### INSTRUCTIONS TO FOLLOW
Provide the count of lines below where "AxisMetrics" occurs, with no other output.

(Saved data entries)
::::::

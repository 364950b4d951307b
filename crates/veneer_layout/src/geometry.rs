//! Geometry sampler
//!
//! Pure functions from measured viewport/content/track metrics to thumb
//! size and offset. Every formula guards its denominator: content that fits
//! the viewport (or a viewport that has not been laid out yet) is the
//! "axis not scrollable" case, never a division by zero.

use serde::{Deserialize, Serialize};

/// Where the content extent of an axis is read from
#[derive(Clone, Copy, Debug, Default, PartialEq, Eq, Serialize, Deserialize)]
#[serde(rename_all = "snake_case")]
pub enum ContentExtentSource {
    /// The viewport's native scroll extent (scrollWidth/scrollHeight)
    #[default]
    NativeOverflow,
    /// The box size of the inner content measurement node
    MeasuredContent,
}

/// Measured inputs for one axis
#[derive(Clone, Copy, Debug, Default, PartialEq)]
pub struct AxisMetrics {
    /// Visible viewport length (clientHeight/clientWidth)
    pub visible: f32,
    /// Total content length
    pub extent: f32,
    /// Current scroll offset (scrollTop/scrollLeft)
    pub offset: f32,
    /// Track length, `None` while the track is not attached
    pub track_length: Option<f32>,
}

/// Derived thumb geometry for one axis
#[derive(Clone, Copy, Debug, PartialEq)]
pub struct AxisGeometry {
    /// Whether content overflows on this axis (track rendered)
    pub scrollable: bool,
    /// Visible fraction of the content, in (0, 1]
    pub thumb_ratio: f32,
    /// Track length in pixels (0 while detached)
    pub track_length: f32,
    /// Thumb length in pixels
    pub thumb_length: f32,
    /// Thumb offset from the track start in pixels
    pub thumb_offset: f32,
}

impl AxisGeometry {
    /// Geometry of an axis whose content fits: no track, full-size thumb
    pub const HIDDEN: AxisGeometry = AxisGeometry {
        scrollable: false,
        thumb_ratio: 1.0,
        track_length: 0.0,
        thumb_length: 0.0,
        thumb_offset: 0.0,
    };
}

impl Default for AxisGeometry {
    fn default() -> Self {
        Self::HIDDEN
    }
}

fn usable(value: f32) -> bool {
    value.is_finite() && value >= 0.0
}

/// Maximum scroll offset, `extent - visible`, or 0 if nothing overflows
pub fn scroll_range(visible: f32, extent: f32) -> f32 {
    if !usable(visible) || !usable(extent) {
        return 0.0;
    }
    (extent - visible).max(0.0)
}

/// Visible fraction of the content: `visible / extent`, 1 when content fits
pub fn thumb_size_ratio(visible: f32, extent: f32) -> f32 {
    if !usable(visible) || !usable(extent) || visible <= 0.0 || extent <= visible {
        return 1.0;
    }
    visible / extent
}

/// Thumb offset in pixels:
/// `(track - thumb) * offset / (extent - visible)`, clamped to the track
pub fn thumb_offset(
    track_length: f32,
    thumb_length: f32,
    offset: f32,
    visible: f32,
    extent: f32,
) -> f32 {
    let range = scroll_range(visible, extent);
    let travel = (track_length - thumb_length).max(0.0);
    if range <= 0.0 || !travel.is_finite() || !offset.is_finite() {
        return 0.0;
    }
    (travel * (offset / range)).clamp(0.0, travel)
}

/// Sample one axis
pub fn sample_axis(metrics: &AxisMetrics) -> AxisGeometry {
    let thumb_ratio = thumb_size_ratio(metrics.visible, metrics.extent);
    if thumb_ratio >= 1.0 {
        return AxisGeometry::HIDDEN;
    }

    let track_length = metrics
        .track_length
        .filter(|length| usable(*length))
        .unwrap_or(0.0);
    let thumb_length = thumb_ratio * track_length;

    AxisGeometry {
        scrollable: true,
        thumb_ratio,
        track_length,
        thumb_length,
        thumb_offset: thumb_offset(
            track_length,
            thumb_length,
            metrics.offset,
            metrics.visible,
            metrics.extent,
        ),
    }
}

::::::

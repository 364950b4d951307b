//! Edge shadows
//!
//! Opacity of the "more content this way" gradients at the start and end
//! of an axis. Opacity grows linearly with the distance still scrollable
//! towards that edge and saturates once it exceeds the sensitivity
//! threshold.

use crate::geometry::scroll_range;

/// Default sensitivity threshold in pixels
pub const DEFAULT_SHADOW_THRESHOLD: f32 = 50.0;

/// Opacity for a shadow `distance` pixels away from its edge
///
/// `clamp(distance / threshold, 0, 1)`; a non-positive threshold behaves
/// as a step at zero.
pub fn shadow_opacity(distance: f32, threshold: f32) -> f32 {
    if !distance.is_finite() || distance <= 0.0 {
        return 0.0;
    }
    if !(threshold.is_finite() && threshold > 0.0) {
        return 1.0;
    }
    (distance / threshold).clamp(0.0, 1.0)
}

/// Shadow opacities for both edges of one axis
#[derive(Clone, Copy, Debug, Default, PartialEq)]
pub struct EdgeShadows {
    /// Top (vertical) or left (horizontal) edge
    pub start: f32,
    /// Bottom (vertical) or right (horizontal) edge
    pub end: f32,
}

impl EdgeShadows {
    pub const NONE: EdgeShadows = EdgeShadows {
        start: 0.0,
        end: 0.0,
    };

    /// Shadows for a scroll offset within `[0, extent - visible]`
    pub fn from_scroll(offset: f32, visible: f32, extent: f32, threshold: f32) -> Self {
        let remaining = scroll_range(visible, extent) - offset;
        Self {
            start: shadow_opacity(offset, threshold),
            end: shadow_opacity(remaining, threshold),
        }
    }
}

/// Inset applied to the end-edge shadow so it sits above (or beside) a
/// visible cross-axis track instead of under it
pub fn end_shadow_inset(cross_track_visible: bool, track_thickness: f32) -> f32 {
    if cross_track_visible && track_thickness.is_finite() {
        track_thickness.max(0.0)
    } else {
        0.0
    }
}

::::::

### PROBLEM SOLUTION
2